▸ TASK ITEM
Each line from the beginning of the data below through the line containing "use tokio::sync::oneshot;" should be repeated exactly, please.

▸ STORED DATA
□ □ □ □ □ □ □

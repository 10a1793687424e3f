//! # 网关引擎
//!
//! 驱动一次客户端交换经过插件链：请求钩子、准入、上游分发、响应钩子，
//! 然后是两个方向的流式消息体。

use axum::{
    Router,
    body::{Body, HttpBody},
    extract::{ConnectInfo, Request, State},
    http::HeaderValue,
    response::Response,
};
use bytes::Bytes;
use std::net::SocketAddr;
use std::sync::Arc;
use std::sync::atomic::{AtomicU64, Ordering};
use std::time::Instant;
use tokio::sync::oneshot;
use tower_http::trace::TraceLayer;
use tracing::{debug, info, warn};

use super::body::{ExchangeGuard, RequestLeg, ResponseLeg};
use super::context::{ClientResponse, RequestContext, UpstreamResponse};
use super::forwarding::{self, X_RESPONSE_TIME};
use super::limiter::ConnectionGate;
use super::pipeline::{Leg, PluginChain};
use super::plugin::Plugin;
use super::stats::{GatewayStats, StatsSnapshot};
use super::target::RouteTable;
use crate::config::{EngineConfig, GatewayConfig};
use crate::error::{ErrorCategory, GatewayError, Result};

/// 插件管道引擎
pub struct Gateway {
    chain: PluginChain,
    routes: RouteTable,
    gate: Arc<ConnectionGate>,
    stats: GatewayStats,
    engine: EngineConfig,
    correlation_seq: AtomicU64,
}

impl std::fmt::Debug for Gateway {
    fn fmt(&self, f: &mut std::fmt::Formatter<'_>) -> std::fmt::Result {
        f.debug_struct("Gateway")
            .field("plugins", &self.chain)
            .field("routes", &self.routes.len())
            .field("max_connections", &self.gate.limit())
            .finish_non_exhaustive()
    }
}

impl Gateway {
    /// 组装引擎。`plugins` 保持顺序：请求钩子正序运行，响应钩子逆序运行。
    pub fn new(config: &GatewayConfig, plugins: Vec<Arc<dyn Plugin>>) -> Result<Self> {
        let routes = RouteTable::new(&config.proxies)?;
        let chain = PluginChain::new(plugins);
        let limit = config.gateway.connection_limit();

        info!(
            plugins = ?chain,
            routes = routes.len(),
            max_connections = ?limit,
            "gateway configured"
        );

        Ok(Self {
            chain,
            routes,
            gate: Arc::new(ConnectionGate::new(limit)),
            stats: GatewayStats::new(),
            engine: config.gateway.clone(),
            correlation_seq: AtomicU64::new(0),
        })
    }

    /// 将所有请求交给 [`Gateway::handle`] 的 axum 路由。
    pub fn router(self: Arc<Self>) -> Router {
        Router::new()
            .fallback(proxy_handler)
            .layer(TraceLayer::new_for_http())
            .with_state(self)
    }

    #[must_use]
    pub fn stats(&self) -> StatsSnapshot {
        self.stats.snapshot()
    }

    /// 当前占用连接槽位的交换数。
    #[must_use]
    pub fn open_connections(&self) -> usize {
        self.gate.open_connections()
    }

    /// 处理一个客户端请求。
    pub async fn handle(&self, request: Request) -> Response {
        let correlation_id = self.correlation_seq.fetch_add(1, Ordering::Relaxed);
        self.stats.record_request();

        let (parts, body) = request.into_parts();
        let remote_addr = parts
            .extensions
            .get::<ConnectInfo<SocketAddr>>()
            .map(|ConnectInfo(addr)| *addr);

        info!(correlation_id, method = %parts.method, uri = %parts.uri, "req");

        let mut ctx = RequestContext::new(
            correlation_id,
            parts.method,
            parts.uri,
            parts.version,
            parts.headers,
            remote_addr,
        );
        let mut res = ClientResponse::new();

        if let Err(err) = self.chain.run_request(&mut ctx, &mut res).await {
            return reject(correlation_id, res, &err);
        }
        if res.is_finished() {
            debug!(correlation_id, status = res.status().as_u16(), "answered by plugin");
            return res.into_finished_response();
        }

        self.forward(ctx, res, body).await
    }

    async fn forward(&self, ctx: RequestContext, mut res: ClientResponse, body: Body) -> Response {
        let correlation_id = ctx.correlation_id;

        let Some(permit) = self.gate.try_acquire() else {
            info!(
                correlation_id,
                method = %ctx.method,
                uri = %ctx.uri,
                open = self.gate.open_connections(),
                "dropped"
            );
            return reject(
                correlation_id,
                res,
                &GatewayError::too_many_connections("too many requests"),
            );
        };

        let Some(target) = self.routes.resolve(ctx.path()) else {
            let err = GatewayError::not_found(format!("no proxy route for {}", ctx.path()));
            return reject(correlation_id, res, &err);
        };

        let url = self.routes.upstream_url(target, &ctx.uri);
        let headers = forwarding::upstream_headers(&ctx, &self.engine.headers, &self.engine.uid);
        let ctx = Arc::new(ctx);

        let (failure_tx, mut failure_rx) = oneshot::channel();
        let upstream_body = if body.is_end_stream() {
            match self.buffered_request_tail(&ctx).await {
                Ok(tail) => tail.map(reqwest::Body::from),
                Err(err) => return reject(correlation_id, res, &err),
            }
        } else {
            let leg = RequestLeg::new(self.chain.clone(), Arc::clone(&ctx), body, failure_tx);
            Some(reqwest::Body::wrap_stream(leg.into_stream()))
        };

        let mut request = target
            .client
            .request(ctx.method.clone(), url.clone())
            .headers(headers);
        if let Some(upstream_body) = upstream_body {
            request = request.body(upstream_body);
        }

        debug!(correlation_id, upstream = %url, tls = target.tls, "treq");
        let dispatched = Instant::now();

        let upstream = match request.send().await {
            Ok(upstream) => upstream,
            Err(source) => {
                // 消息体钩子失败时错误钩子已运行。
                if let Ok(hook_err) = failure_rx.try_recv() {
                    return reject(correlation_id, res, &hook_err);
                }
                let err = GatewayError::bad_gateway_with_source("Upstream request failed", source);
                warn!(correlation_id, upstream = %url, error = ?err, "treq error");
                if let Err(hook_err) = self.chain.run_error(Leg::Request, &ctx, &err).await {
                    return reject(correlation_id, res, &hook_err);
                }
                return reject(correlation_id, res, &err);
            }
        };
        let latency = dispatched.elapsed();

        let guard = ExchangeGuard::new(self.chain.clone(), Arc::clone(&ctx), ctx.received_at, permit);
        let mut head = UpstreamResponse::new(upstream.status(), upstream.headers().clone());
        debug!(
            correlation_id,
            status = head.status.as_u16(),
            latency_ms = u64::try_from(latency.as_millis()).unwrap_or(u64::MAX),
            "tres"
        );

        if let Err(err) = self.chain.run_response(&ctx, &mut res, &mut head).await {
            return reject(correlation_id, res, &err);
        }

        if res.is_finished() {
            self.stats.record_response(res.status());
            debug!(correlation_id, "discarding data received after response sent");
            drop(upstream);
            drop(guard);
            return res.into_finished_response();
        }

        forwarding::strip_response_headers(&mut head.headers);
        res.adopt_upstream(&head);
        if self.engine.headers.x_response_time {
            res.headers_mut().insert(
                X_RESPONSE_TIME.clone(),
                HeaderValue::from(u64::try_from(latency.as_millis()).unwrap_or(u64::MAX)),
            );
        }
        self.stats.record_response(res.status());

        let body = ResponseLeg::new(self.chain.clone(), ctx, upstream, guard).into_body();
        res.into_response(body)
    }

    /// 无消息体的请求：结束钩子仍会运行，并可能产生消息体。
    async fn buffered_request_tail(&self, ctx: &RequestContext) -> Result<Option<Bytes>> {
        let tail = self.chain.run_end(Leg::Request, ctx).await?;
        self.chain.run_close(Leg::Request, ctx).await?;
        Ok(tail)
    }
}

async fn proxy_handler(State(gateway): State<Arc<Gateway>>, request: Request) -> Response {
    gateway.handle(request).await
}

/// 以结构化错误体应答客户端。
fn reject(correlation_id: u64, mut res: ClientResponse, err: &GatewayError) -> Response {
    match err.category() {
        ErrorCategory::Client => {
            info!(correlation_id, status = err.status().as_u16(), error = %err, "request rejected");
        }
        ErrorCategory::Server => {
            warn!(correlation_id, status = err.status().as_u16(), error = ?err, "request failed");
        }
    }
    res.fail(err);
    res.into_finished_response()
}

□ □ □ □ □ □ □

▸ ANSWER SPACE
repository 10a1793687424e3f
//! # 网关引擎
//!
//! 驱动一次客户端交换经过插件链：请求钩子、准入、上游分发、响应钩子，
//! 然后是两个方向的流式消息体。

use axum::{
    Router,
    body::{Body, HttpBody},
    extract::{ConnectInfo, Request, State},
    http::HeaderValue,
    response::Response,
};
use bytes::Bytes;
use std::net::SocketAddr;
use std::sync::Arc;
use std::sync::atomic::{AtomicU64, Ordering};
use std::time::Instant;
use tokio::sync::oneshot;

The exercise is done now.